Make Your Own Deep Inferior Epigastric Artery Perforator Flap: Perforator Delay Improves Deep Inferior Epigastric Artery Perforator Flap Reliability

2019 
Autologous breast free flap reconstruction remains a conflict between blood supply and abdominal wall morbidity. Early pedicled and free transverse rectus abdominal myocutaneous1 flap techniques pioneered by Hartrampf et al and Holmstrom favored blood supply at the cost of donor site.1,2 Later modifications including the deep inferior epigastric artery perforator (DIEP) free flap described by Koshima and Soeda3 and Allen and Treece4 minimized donor site morbidity at the cost of bloody supply, with DIEP free flap breast reconstruction fat necrosis rates—presumably from vascular insufficiency—averaging 14.4% compared with 6.9% for the free TRAM variant.5 The vascular delay phenomenon in plastic surgery can be credited to Gaspare Tagliacozzi's early descriptions of nasal reconstruction using the arm flap in the 16th century.6 This phenomenon results in transient tissue ischemia which stimulates vascular changes whether it be from metabolic changes, neovascularization, or dilation of choke vessels.7 Although the idea of vascular delay has been previously studied in selected patient populations in pedicled and free TRAM-based autologous breast reconstruction (ABR),8–11 the indications and efficacy in DIEP-based reconstruction remain largely unknown.

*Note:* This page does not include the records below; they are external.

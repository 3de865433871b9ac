//! Passwort-Hashing mit Argon2id
//!
//! Stellt sichere Passwort-Hashfunktionen mit Argon2id bereit.
//! Die Parameter sind konfigurierbar; der PHC-String enthaelt Algorithmus,
//! Parameter und Salt, sodass die Verifikation immer mit den Parametern
//! des gespeicherten Hashes rechnet.

use argon2::{
    password_hash::{rand_core::OsRng, PasswordHash, PasswordHasher, PasswordVerifier, SaltString},
    Algorithm, Argon2, Params, Version,
};

use crate::error::{AuthError, AuthResult};
use crate::konfig::HashKonfig;

/// Passwort-Hasher mit fest eingestellten Argon2id-Parametern
pub struct PasswortHasher {
    params: Params,
    /// Hash eines Zufallspassworts fuer Anmeldungen mit unbekannter E-Mail
    dummy_hash: String,
}

impl std::fmt::Debug for PasswortHasher {
    fn fmt(&self, f: &mut std::fmt::Formatter<'_>) -> std::fmt::Result {
        f.debug_struct("PasswortHasher")
            .field("params", &self.params)
            .finish_non_exhaustive()
    }
}

impl PasswortHasher {
    /// Erstellt einen Hasher; ungueltige Parameter sind ein Konfigurationsfehler
    pub fn neu(konfig: &HashKonfig) -> AuthResult<Self> {
        let params = Params::new(
            konfig.speicher_kib,
            konfig.kosten,
            konfig.parallelismus,
            None, // output_len: Standard (32 Bytes)
        )
        .map_err(|e| AuthError::Konfiguration(format!("Argon2-Parameter ungueltig: {e}")))?;

        let mut hasher = Self {
            params,
            dummy_hash: String::new(),
        };
        let dummy = SaltString::generate(&mut OsRng);
        hasher.dummy_hash = hasher.hashen(dummy.as_str())?;
        Ok(hasher)
    }

    fn argon2(&self) -> Argon2<'static> {
        Argon2::new(Algorithm::Argon2id, Version::V0x13, self.params.clone())
    }

    /// Hasht ein Passwort mit Argon2id und einem zufaelligen Salt
    ///
    /// Gibt den PHC-String zurueck (inkl. Algorithmus, Parameter und Salt).
    pub fn hashen(&self, passwort: &str) -> AuthResult<String> {
        let salt = SaltString::generate(&mut OsRng);

        self.argon2()
            .hash_password(passwort.as_bytes(), &salt)
            .map(|hash| hash.to_string())
            .map_err(|e| AuthError::Kryptografie(format!("Passwort-Hashing: {e}")))
    }

    /// Verifiziert ein Passwort gegen einen gespeicherten PHC-Hash
    ///
    /// Gibt `true` zurueck wenn das Passwort korrekt ist.
    pub fn verifizieren(&self, passwort: &str, hash: &str) -> AuthResult<bool> {
        let parsed_hash = PasswordHash::new(hash)
            .map_err(|e| AuthError::Kryptografie(format!("Ungueltiges Hash-Format: {e}")))?;

        match self.argon2().verify_password(passwort.as_bytes(), &parsed_hash) {
            Ok(()) => Ok(true),
            Err(argon2::password_hash::Error::Password) => Ok(false),
            Err(e) => Err(AuthError::Kryptografie(e.to_string())),
        }
    }

    /// Rechnet eine Verifikation gegen den Dummy-Hash, Ergebnis wird verworfen.
    ///
    /// Haelt die Antwortzeit fuer unbekannte E-Mails auf dem Niveau eines
    /// falschen Passworts.
    pub fn dummy_verifizieren(&self, passwort: &str) {
        let _ = self.verifizieren(passwort, &self.dummy_hash);
    }
}

#[cfg(test)]
mod tests {
    use super::*;

    fn guenstig() -> HashKonfig {
        HashKonfig {
            kosten: 1,
            speicher_kib: 8,
            parallelismus: 1,
        }
    }

    #[test]
    fn passwort_hashen_und_verifizieren() {
        let hasher = PasswortHasher::neu(&guenstig()).unwrap();
        let passwort = "Sicheres_Passwort_123!";
        let hash = hasher.hashen(passwort).expect("Hashing fehlgeschlagen");

        assert!(
            hash.starts_with("$argon2id$"),
            "Hash muss mit $argon2id$ beginnen"
        );
        assert!(hash.contains("m=8,t=1,p=1"), "Parameter muessen im Hash stehen");

        let korrekt = hasher.verifizieren(passwort, &hash).expect("Verifikation fehlgeschlagen");
        assert!(korrekt, "Passwort muss korrekt verifiziert werden");
    }

    #[test]
    fn falsches_passwort_wird_abgelehnt() {
        let hasher = PasswortHasher::neu(&guenstig()).unwrap();
        let hash = hasher.hashen("richtiges_passwort").unwrap();

        let korrekt = hasher
            .verifizieren("falsches_passwort", &hash)
            .expect("Verifikation fehlgeschlagen");
        assert!(!korrekt, "Falsches Passwort muss abgelehnt werden");
    }

    #[test]
    fn gleiche_passwoerter_unterschiedliche_hashes() {
        let hasher = PasswortHasher::neu(&guenstig()).unwrap();
        let hash1 = hasher.hashen("gleiches_passwort").unwrap();
        let hash2 = hasher.hashen("gleiches_passwort").unwrap();

        assert_ne!(
            hash1, hash2,
            "Gleiche Passwoerter muessen verschiedene Hashes erzeugen (Salt)"
        );
    }

    #[test]
    fn hash_mit_anderen_kosten_bleibt_gueltig() {
        let alt = PasswortHasher::neu(&guenstig()).unwrap();
        let hash = alt.hashen("Passw0rd!").unwrap();

        let neu = PasswortHasher::neu(&HashKonfig {
            kosten: 2,
            speicher_kib: 16,
            parallelismus: 1,
        })
        .unwrap();
        assert!(neu.verifizieren("Passw0rd!", &hash).unwrap());
    }

    #[test]
    fn ungueltige_hash_format_gibt_fehler() {
        let hasher = PasswortHasher::neu(&guenstig()).unwrap();
        let ergebnis = hasher.verifizieren("passwort", "kein_gueltiger_hash");
        assert!(matches!(ergebnis, Err(AuthError::Kryptografie(_))));
    }

    #[test]
    fn ungueltige_parameter_sind_konfigurationsfehler() {
        let ergebnis = PasswortHasher::neu(&HashKonfig {
            kosten: 0,
            speicher_kib: 8,
            parallelismus: 1,
        });
        assert!(matches!(ergebnis, Err(AuthError::Konfiguration(_))));
    }
}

Can vascular delay mitigate blood supply issues inherent to DIEP flap reconstruction while maximizing abdominal wall functionality? We present a novel 2-stage vascular delay technique of DIEP flap breast reconstruction to explore the flap and nonflap benefits associated with this technique. We hypothesized that DIEP delay (1) allows for reliable harvest of single-vessel flaps while minimizing fat necrosis, (2) decreases abdominal wall morbidity, and (3) improves breast and donor site esthetics.